(Assigned task)
Could you transcribe every record below exactly as it stands?

(Input)
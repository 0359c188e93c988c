//! tdb CLI: inspect chip contexts of the TPU instruction debugger.

mod commands;

use std::path::PathBuf;
use std::process;

use clap::{Parser, Subcommand};
use tracing_subscriber::EnvFilter;

#[derive(Parser)]
#[command(name = "tdb", version, about = "TPU instruction debugger tools")]
struct Cli {
    /// Backend configuration file (default: environment variables)
    #[arg(long, global = true)]
    config: Option<PathBuf>,

    #[command(subcommand)]
    command: Commands,
}

#[derive(Subcommand)]
enum Commands {
    /// Supported chips
    Target {
        #[command(subcommand)]
        action: TargetAction,
    },
    /// Memory region of an address
    Classify {
        /// Chip name (e.g., BM1684X)
        chip: String,
        /// Address, decimal or 0x-prefixed hex
        address: String,
    },
    /// Stride of a tensor shape
    Stride {
        /// Dimension sizes
        #[arg(required = true)]
        dims: Vec<u64>,
        /// Apply the local layout rules of this chip
        #[arg(long)]
        chip: Option<String>,
        /// Layout (continuous, stride, align-eu, compact, offset, t3, t4, t5)
        #[arg(long, default_value = "continuous")]
        layout: String,
        /// Element type (int8, f16, f32, ...)
        #[arg(long, default_value = "f32")]
        dtype: String,
        /// Explicit per-dimension stride for --layout stride (comma separated)
        #[arg(long, value_delimiter = ',')]
        strides: Option<Vec<u64>>,
        /// Tensor address (default: start of local memory)
        #[arg(long)]
        address: Option<String>,
    },
    /// Merge raw TIU and DMA command buffers into execution order
    Merge {
        /// Chip name
        chip: String,
        /// Raw TIU command buffer
        #[arg(long)]
        tiu: PathBuf,
        /// Raw DMA command buffer
        #[arg(long)]
        dma: PathBuf,
        /// Output format (text, json)
        #[arg(long)]
        format: Option<String>,
    },
    /// Read chip memory through the configured backend
    Mem {
        #[command(subcommand)]
        action: MemAction,
    },
    /// Check configuration, backends and chip tables
    Doctor,
}

#[derive(Subcommand)]
enum TargetAction {
    /// List supported chips
    List,
    /// Show the memory map and layout parameters of a chip
    Describe {
        /// Chip name
        name: String,
        /// Output format (default: human-readable, "toml" or "json")
        #[arg(long)]
        format: Option<String>,
    },
    /// Write a chip's memory map as a .memmap.toml file
    Export {
        /// Chip name
        name: String,
        /// Output file (default: stdout)
        #[arg(short, long)]
        output: Option<PathBuf>,
    },
    /// Check a .memmap.toml file
    Validate {
        /// Memory map file
        file: PathBuf,
    },
}

#[derive(Subcommand)]
enum MemAction {
    /// SHA-256 of a memory range
    Digest {
        chip: String,
        address: String,
        len: String,
    },
    /// Hex dump of a memory range
    Read {
        chip: String,
        address: String,
        len: String,
    },
}

fn main() {
    tracing_subscriber::fmt()
        .with_env_filter(
            EnvFilter::try_from_default_env().unwrap_or_else(|_| EnvFilter::new("warn")),
        )
        .with_writer(std::io::stderr)
        .init();

    let cli = Cli::parse();

    let result = run(cli);
    if let Err(e) = result {
        eprintln!("error: {e:#}");
        process::exit(1);
    }
}

fn run(cli: Cli) -> anyhow::Result<()> {
    let config = cli.config.as_deref();

    match cli.command {
        Commands::Target { action } => match action {
            TargetAction::List => commands::target::list(config),
            TargetAction::Describe { name, format } => {
                commands::target::describe(config, &name, format.as_deref())
            }
            TargetAction::Export { name, output } => {
                commands::target::export(config, &name, output.as_deref())
            }
            TargetAction::Validate { file } => commands::target::validate(&file),
        },

        Commands::Classify { chip, address } => {
            commands::inspect::classify(config, &chip, &address)
        }

        Commands::Stride {
            dims,
            chip,
            layout,
            dtype,
            strides,
            address,
        } => commands::inspect::stride(
            config,
            &dims,
            &commands::inspect::StrideArgs {
                chip: chip.as_deref(),
                layout: &layout,
                dtype: &dtype,
                strides: strides.as_deref(),
                address: address.as_deref(),
            },
        ),

        Commands::Merge {
            chip,
            tiu,
            dma,
            format,
        } => commands::inspect::merge(config, &chip, &tiu, &dma, format.as_deref()),

        Commands::Mem { action } => match action {
            MemAction::Digest { chip, address, len } => {
                commands::mem::digest(config, &chip, &address, &len)
            }
            MemAction::Read { chip, address, len } => {
                commands::mem::read(config, &chip, &address, &len)
            }
        },

        Commands::Doctor => commands::doctor::run(config),
    }
}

(Written solution)
repository 0359c188e93c988c
//! tdb CLI: inspect chip contexts of the TPU instruction debugger.

mod commands;

use std::path::PathBuf;
use std::process;

use clap::{Parser, Subcommand};
use tracing_subscriber::EnvFilter;

#[derive(Parser)]
#[command(name = "tdb", version, about = "TPU instruction debugger tools")]
struct Cli {
    /// Backend configuration file (default: environment variables)
    #[arg(long, global = true)]
    config: Option<PathBuf>,

    #[command(subcommand)]
    command: Commands,
}

#[derive(Subcommand)]
enum Commands {
    /// Supported chips
    Target {
        #[command(subcommand)]
        action: TargetAction,
    },
    /// Memory region of an address
    Classify {
        /// Chip name (e.g., BM1684X)
        chip: String,
        /// Address, decimal or 0x-prefixed hex
        address: String,
    },
    /// Stride of a tensor shape
    Stride {
        /// Dimension sizes
        #[arg(required = true)]
        dims: Vec<u64>,
        /// Apply the local layout rules of this chip
        #[arg(long)]
        chip: Option<String>,
        /// Layout (continuous, stride, align-eu, compact, offset, t3, t4, t5)
        #[arg(long, default_value = "continuous")]
        layout: String,
        /// Element type (int8, f16, f32, ...)
        #[arg(long, default_value = "f32")]
        dtype: String,
        /// Explicit per-dimension stride for --layout stride (comma separated)
        #[arg(long, value_delimiter = ',')]
        strides: Option<Vec<u64>>,
        /// Tensor address (default: start of local memory)
        #[arg(long)]
        address: Option<String>,
    },
    /// Merge raw TIU and DMA command buffers into execution order
    Merge {
        /// Chip name
        chip: String,
        /// Raw TIU command buffer
        #[arg(long)]
        tiu: PathBuf,
        /// Raw DMA command buffer
        #[arg(long)]
        dma: PathBuf,
        /// Output format (text, json)
        #[arg(long)]
        format: Option<String>,
    },
    /// Read chip memory through the configured backend
    Mem {
        #[command(subcommand)]
        action: MemAction,
    },
    /// Check configuration, backends and chip tables
    Doctor,
}

#[derive(Subcommand)]
enum TargetAction {
    /// List supported chips
    List,
    /// Show the memory map and layout parameters of a chip
    Describe {
        /// Chip name
        name: String,
        /// Output format (default: human-readable, "toml" or "json")
        #[arg(long)]
        format: Option<String>,
    },
    /// Write a chip's memory map as a .memmap.toml file
    Export {
        /// Chip name
        name: String,
        /// Output file (default: stdout)
        #[arg(short, long)]
        output: Option<PathBuf>,
    },
    /// Check a .memmap.toml file
    Validate {
        /// Memory map file
        file: PathBuf,
    },
}

#[derive(Subcommand)]
enum MemAction {
    /// SHA-256 of a memory range
    Digest {
        chip: String,
        address: String,
        len: String,
    },
    /// Hex dump of a memory range
    Read {
        chip: String,
        address: String,
        len: String,
    },
}

fn main() {
    tracing_subscriber::fmt()
        .with_env_filter(
            EnvFilter::try_from_default_env().unwrap_or_else(|_| EnvFilter::new("warn")),
        )
        .with_writer(std::io::stderr)
        .init();

    let cli = Cli::parse();

    let result = run(cli);
    if let Err(e) = result {
        eprintln!("error: {e:#}");
        process::exit(1);
    }
}

fn run(cli: Cli) -> anyhow::Result<()> {
    let config = cli.config.as_deref();

    match cli.command {
        Commands::Target { action } => match action {
            TargetAction::List => commands::target::list(config),
            TargetAction::Describe { name, format } => {
                commands::target::describe(config, &name, format.as_deref())
            }
            TargetAction::Export { name, output } => {
                commands::target::export(config, &name, output.as_deref())
            }
            TargetAction::Validate { file } => commands::target::validate(&file),
        },

        Commands::Classify { chip, address } => {
            commands::inspect::classify(config, &chip, &address)
        }

        Commands::Stride {
            dims,
            chip,
            layout,
            dtype,
            strides,
            address,
        } => commands::inspect::stride(
            config,
            &dims,
            &commands::inspect::StrideArgs {
                chip: chip.as_deref(),
                layout: &layout,
                dtype: &dtype,
                strides: strides.as_deref(),
                address: address.as_deref(),
            },
        ),

        Commands::Merge {
            chip,
            tiu,
            dma,
            format,
        } => commands::inspect::merge(config, &chip, &tiu, &dma, format.as_deref()),

        Commands::Mem { action } => match action {
            MemAction::Digest { chip, address, len } => {
                commands::mem::digest(config, &chip, &address, &len)
            }
            MemAction::Read { chip, address, len } => {
                commands::mem::read(config, &chip, &address, &len)
            }
        },

        Commands::Doctor => commands::doctor::run(config),
    }
}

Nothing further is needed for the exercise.